Hannah is aware of who took her daughter—her ex-husband Phillip (Logan Marshall-Inexperienced), who we meet beating and killing a person who was foolish sufficient to select up a hitchhiker. It’s revealed that Phillip was not simply an abusive husband to Hannah however faked his personal loss of life so he might get to his daughter beneath the duvet of being presumed useless. Phillip isn’t your atypical sociopath—he was a particular forces soldier, and he even introduced alongside a few his buddies to assist with the kidnapping. All of them underestimated Lou. After all.

As soon as Lou and Hannah get out into the torrential rain, “Lou” ought to have had momentum as a survival thriller. And there’s an awesome motion scene in a cabin whereby the title character unleashes her coaching on a few dudes who don’t see it coming. With some tight battle choreography that Janney utterly sells, I used to be prepared for the movie to construct from there. After which it simply stalls out. 
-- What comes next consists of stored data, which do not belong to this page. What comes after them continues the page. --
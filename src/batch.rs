//! Purpose: Parse newline-delimited payload streams for `dniscan batch`.
//! Exports: `ErrorPolicy`, `BatchConfig`, `BatchOutcome`, `BatchFailure`, `BatchRecord`, `run_batch`.
//! Role: Input engine used by the CLI; isolates line handling and failure policy from main.
//! Invariants: One payload per line; blank lines are ignored and not counted.
//! Invariants: Per-line buffering is capped at `max_record_bytes` (+ line terminator).
//! Invariants: Skip mode continues at the next line; stop mode returns the first failure.
use std::io::{self, BufRead, BufReader, Read};

use bstr::ByteSlice;
use dniscan::api::{Error, ErrorKind, ParseFailure, ParseOptions, Scan, scan};
use tracing::debug;

#[derive(Copy, Clone, Debug, Eq, PartialEq)]
pub enum ErrorPolicy {
    Stop,
    Skip,
}

#[derive(Copy, Clone, Debug)]
pub struct BatchConfig {
    pub errors: ErrorPolicy,
    pub max_record_bytes: usize,
    pub max_snippet_bytes: usize,
    pub options: ParseOptions,
}

#[derive(Copy, Clone, Debug, Default, Eq, PartialEq)]
pub struct BatchOutcome {
    pub records_total: u64,
    pub ok: u64,
    pub failed: u64,
}

/// A parsed or rejected payload, reported for every readable line.
#[derive(Debug)]
pub struct BatchRecord {
    pub line: u64,
    pub result: Result<Scan, ParseFailure>,
}

#[derive(Clone, Debug)]
pub struct BatchFailure {
    pub line: u64,
    pub error_kind: String,
    pub message: String,
    pub snippet: Option<String>,
}

fn io_error(err: io::Error) -> Error {
    Error::new(ErrorKind::Io)
        .with_message("failed to read payload input")
        .with_source(err)
}

pub fn run_batch<R, F, N>(
    reader: R,
    config: BatchConfig,
    mut on_record: F,
    mut on_failure: N,
) -> Result<BatchOutcome, Error>
where
    R: Read,
    F: FnMut(BatchRecord) -> Result<(), Error>,
    N: FnMut(BatchFailure),
{
    let mut reader = BufReader::new(reader);
    let mut buf = Vec::new();
    let mut outcome = BatchOutcome::default();
    let mut line_no = 0u64;

    loop {
        let Some(truncated) = read_bounded_line(&mut reader, &mut buf, config.max_record_bytes)
            .map_err(io_error)?
        else {
            break;
        };
        line_no += 1;
        let text = buf.to_str_lossy();
        let payload = text.trim_end_matches(['\n', '\r']);
        if payload.trim().is_empty() {
            continue;
        }
        outcome.records_total += 1;

        if truncated || payload.len() > config.max_record_bytes {
            outcome.failed += 1;
            debug!(line = line_no, "payload exceeds size limit");
            let snippet = truncate_snippet(payload, config.max_snippet_bytes);
            match config.errors {
                ErrorPolicy::Stop => {
                    return Err(Error::new(ErrorKind::Usage)
                        .with_message("payload exceeds size limit")
                        .with_hint("Provide one decoded payload per line.")
                        .with_excerpt(snippet)
                        .with_line(line_no));
                }
                ErrorPolicy::Skip => {
                    on_failure(BatchFailure {
                        line: line_no,
                        error_kind: "Oversize".to_string(),
                        message: "payload exceeds size limit".to_string(),
                        snippet: Some(snippet),
                    });
                    continue;
                }
            }
        }

        let result = scan(payload, &config.options);
        let failure = match &result {
            Ok(scan) => {
                outcome.ok += 1;
                debug!(
                    line = line_no,
                    scheme = scan.scheme.label(),
                    candidates = scan.candidates.len(),
                    "parsed payload"
                );
                None
            }
            Err(failure) => {
                outcome.failed += 1;
                debug!(line = line_no, kind = failure.kind().label(), "payload rejected");
                Some(failure.clone())
            }
        };
        on_record(BatchRecord {
            line: line_no,
            result,
        })?;

        let Some(failure) = failure else {
            continue;
        };
        match config.errors {
            ErrorPolicy::Stop => return Err(Error::from(failure).with_line(line_no)),
            ErrorPolicy::Skip => on_failure(BatchFailure {
                line: line_no,
                error_kind: failure.kind().label().to_string(),
                message: failure.to_string(),
                snippet: Some(truncate_snippet(
                    failure.excerpt(),
                    config.max_snippet_bytes,
                )),
            }),
        }
    }

    Ok(outcome)
}

/// Reads one line into `buf`, keeping at most `max + 2` bytes (room for `\r\n`).
/// Returns `None` at EOF, otherwise whether bytes were dropped.
fn read_bounded_line<R: BufRead>(
    reader: &mut R,
    buf: &mut Vec<u8>,
    max: usize,
) -> io::Result<Option<bool>> {
    buf.clear();
    let cap = max.saturating_add(2);
    let mut read_any = false;
    let mut truncated = false;
    loop {
        let available = reader.fill_buf()?;
        if available.is_empty() {
            break;
        }
        read_any = true;
        let (used, done) = match available.iter().position(|b| *b == b'\n') {
            Some(pos) => (pos + 1, true),
            None => (available.len(), false),
        };
        let room = cap.saturating_sub(buf.len());
        if used > room {
            truncated = true;
        }
        buf.extend_from_slice(&available[..used.min(room)]);
        reader.consume(used);
        if done {
            break;
        }
    }
    Ok(read_any.then_some(truncated))
}

fn truncate_snippet(input: &str, max: usize) -> String {
    if input.len() <= max {
        return input.to_string();
    }
    let suffix = "...";
    if max <= suffix.len() {
        return suffix[..max].to_string();
    }
    let mut take = max - suffix.len();
    while !input.is_char_boundary(take) {
        take -= 1;
    }
    format!("{}{suffix}", &input[..take])
}

#[cfg(test)]
mod tests {
    use super::*;
    use std::io::Cursor;

    fn config(errors: ErrorPolicy) -> BatchConfig {
        BatchConfig {
            errors,
            max_record_bytes: 64,
            max_snippet_bytes: 16,
            options: ParseOptions::default(),
        }
    }

    fn collect(
        input: &str,
        errors: ErrorPolicy,
    ) -> (Result<BatchOutcome, Error>, Vec<BatchRecord>, Vec<BatchFailure>) {
        let mut records = Vec::new();
        let mut failures = Vec::new();
        let result = run_batch(
            Cursor::new(input.as_bytes().to_vec()),
            config(errors),
            |record| {
                records.push(record);
                Ok(())
            },
            |failure| failures.push(failure),
        );
        (result, records, failures)
    }

    #[test]
    fn skip_mode_reports_every_line() {
        let input = "A@B@C@M@12345678\n\nno digits\r\nXYZ 7654321\n";
        let (result, records, failures) = collect(input, ErrorPolicy::Skip);
        let outcome = result.expect("outcome");
        assert_eq!(
            outcome,
            BatchOutcome {
                records_total: 3,
                ok: 2,
                failed: 1
            }
        );
        let lines: Vec<u64> = records.iter().map(|r| r.line).collect();
        assert_eq!(lines, vec![1, 3, 4]);
        assert_eq!(failures.len(), 1);
        assert_eq!(failures[0].line, 3);
        assert_eq!(failures[0].error_kind, "NoDocumentNumberFound");
    }

    #[test]
    fn stop_mode_returns_first_failure_with_line() {
        let input = "XYZ 7654321\n123456789\nXYZ 1234567\n";
        let (result, records, failures) = collect(input, ErrorPolicy::Stop);
        let err = result.expect_err("stop");
        assert_eq!(err.kind(), ErrorKind::DocumentNumberOutOfRange);
        assert_eq!(err.line(), Some(2));
        assert_eq!(records.len(), 2);
        assert!(failures.is_empty());
    }

    #[test]
    fn oversize_lines_are_skipped() {
        let long = format!("{} 12345678", "x".repeat(100));
        let input = format!("{long}\nXYZ 7654321\n");
        let (result, records, failures) = collect(&input, ErrorPolicy::Skip);
        let outcome = result.expect("outcome");
        assert_eq!(outcome.failed, 1);
        assert_eq!(outcome.ok, 1);
        assert_eq!(records.len(), 1);
        assert_eq!(records[0].line, 2);
        assert_eq!(failures[0].error_kind, "Oversize");
        assert!(failures[0].snippet.as_deref().unwrap_or("").ends_with("..."));
    }

    #[test]
    fn last_line_without_newline_is_read() {
        let (result, records, _) = collect("XYZ 7654321", ErrorPolicy::Stop);
        assert_eq!(result.expect("outcome").ok, 1);
        assert_eq!(records.len(), 1);
    }

    #[test]
    fn latin1_bytes_are_decoded_lossily() {
        let mut bytes = b"1@PE".to_vec();
        bytes.push(0xD1);
        bytes.extend_from_slice(b"A@ANA@F@12345678\n");
        let mut records = Vec::new();
        let outcome = run_batch(
            Cursor::new(bytes),
            config(ErrorPolicy::Stop),
            |record| {
                records.push(record);
                Ok(())
            },
            |_| {},
        )
        .expect("outcome");
        assert_eq!(outcome.ok, 1);
        let scan = records[0].result.as_ref().expect("scan");
        assert_eq!(scan.record.document_number(), "12345678");
        assert_eq!(scan.record.surname(), "PE\u{FFFD}A");
    }

    #[test]
    fn snippet_truncates_on_char_boundary() {
        let snippet = truncate_snippet("abcdeñghijklmnop", 8);
        assert_eq!(snippet, "abcde...");
        let snippet = truncate_snippet("abcdñfghijklmnop", 8);
        assert_eq!(snippet, "abcd...");
    }
}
A ridiculous twist doesn’t assist. With out spoiling, “Lou” has a type of suspension of disbelief character connections that requires sturdy writing and path to push by it. When a film takes a pointy, unbelievable flip, viewers are keen to put aside skepticism if the story retains them entertained. However “Lou” can’t handle this trick, permitting us to query the logic of all of it in a method that makes the emotional scenes later really feel hole. The minute you begin asking whether or not or not somebody would make that selection in a film like “Lou,” it comes aside.